Your answer should repeat every line of the records below in which the word "contains" appears.

[Collected data]
● ● ● ●

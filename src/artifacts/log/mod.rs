//! Commit history traversal for `log`
//!
//! - `history`: lazy walk over the ancestry of a commit, ordered by author
//!   time with a priority queue

pub mod history;
use crate::common::command::{git_rev_parse, repository_with_multiple_commits, run_bitread_command};
use assert_fs::TempDir;
use predicates::prelude::predicate;
use rstest::rstest;

#[rstest]
fn cat_file_rejects_blob_objects(
    repository_with_multiple_commits: TempDir,
) -> Result<(), Box<dyn std::error::Error>> {
    let dir = repository_with_multiple_commits.path();
    let blob = git_rev_parse(dir, "HEAD:file1.txt")?;

    run_bitread_command(dir, &["cat-file", "-p", &blob])
        .assert()
        .failure()
        .stderr(predicate::str::contains("is not a commit, but a blob"));

    Ok(())
}

#[rstest]
fn cat_file_rejects_tree_objects(
    repository_with_multiple_commits: TempDir,
) -> Result<(), Box<dyn std::error::Error>> {
    let dir = repository_with_multiple_commits.path();
    let tree = git_rev_parse(dir, "HEAD^{tree}")?;

    // entries are NUL separated, which the text decoder does not accept
    run_bitread_command(dir, &["cat-file", "-p", &tree])
        .assert()
        .failure()
        .stderr(predicate::str::contains("malformed object"));

    Ok(())
}

#[rstest]
fn cat_file_reports_missing_objects(repository_with_multiple_commits: TempDir) {
    run_bitread_command(
        repository_with_multiple_commits.path(),
        &["cat-file", "-p", "0123456789abcdef0123456789abcdef01234567"],
    )
    .assert()
    .failure()
    .stderr(predicate::str::contains("object not found"));
}

#[rstest]
#[case::too_short("abc123")]
#[case::uppercase("CE013625030BA8DBA906F756967F9E9CA394464A")]
#[case::not_hex("zz013625030ba8dba906f756967f9e9ca394464a")]
fn cat_file_rejects_invalid_hashes(
    repository_with_multiple_commits: TempDir,
    #[case] sha: &str,
) {
    run_bitread_command(
        repository_with_multiple_commits.path(),
        &["cat-file", "-p", sha],
    )
    .assert()
    .failure()
    .stderr(predicate::str::contains("invalid format"));
}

● ● ● ●

Task response
        .stderr(predicate::str::contains("is not a commit, but a blob"));
        .stderr(predicate::str::contains("malformed object"));
    .stderr(predicate::str::contains("object not found"));
    .stderr(predicate::str::contains("invalid format"));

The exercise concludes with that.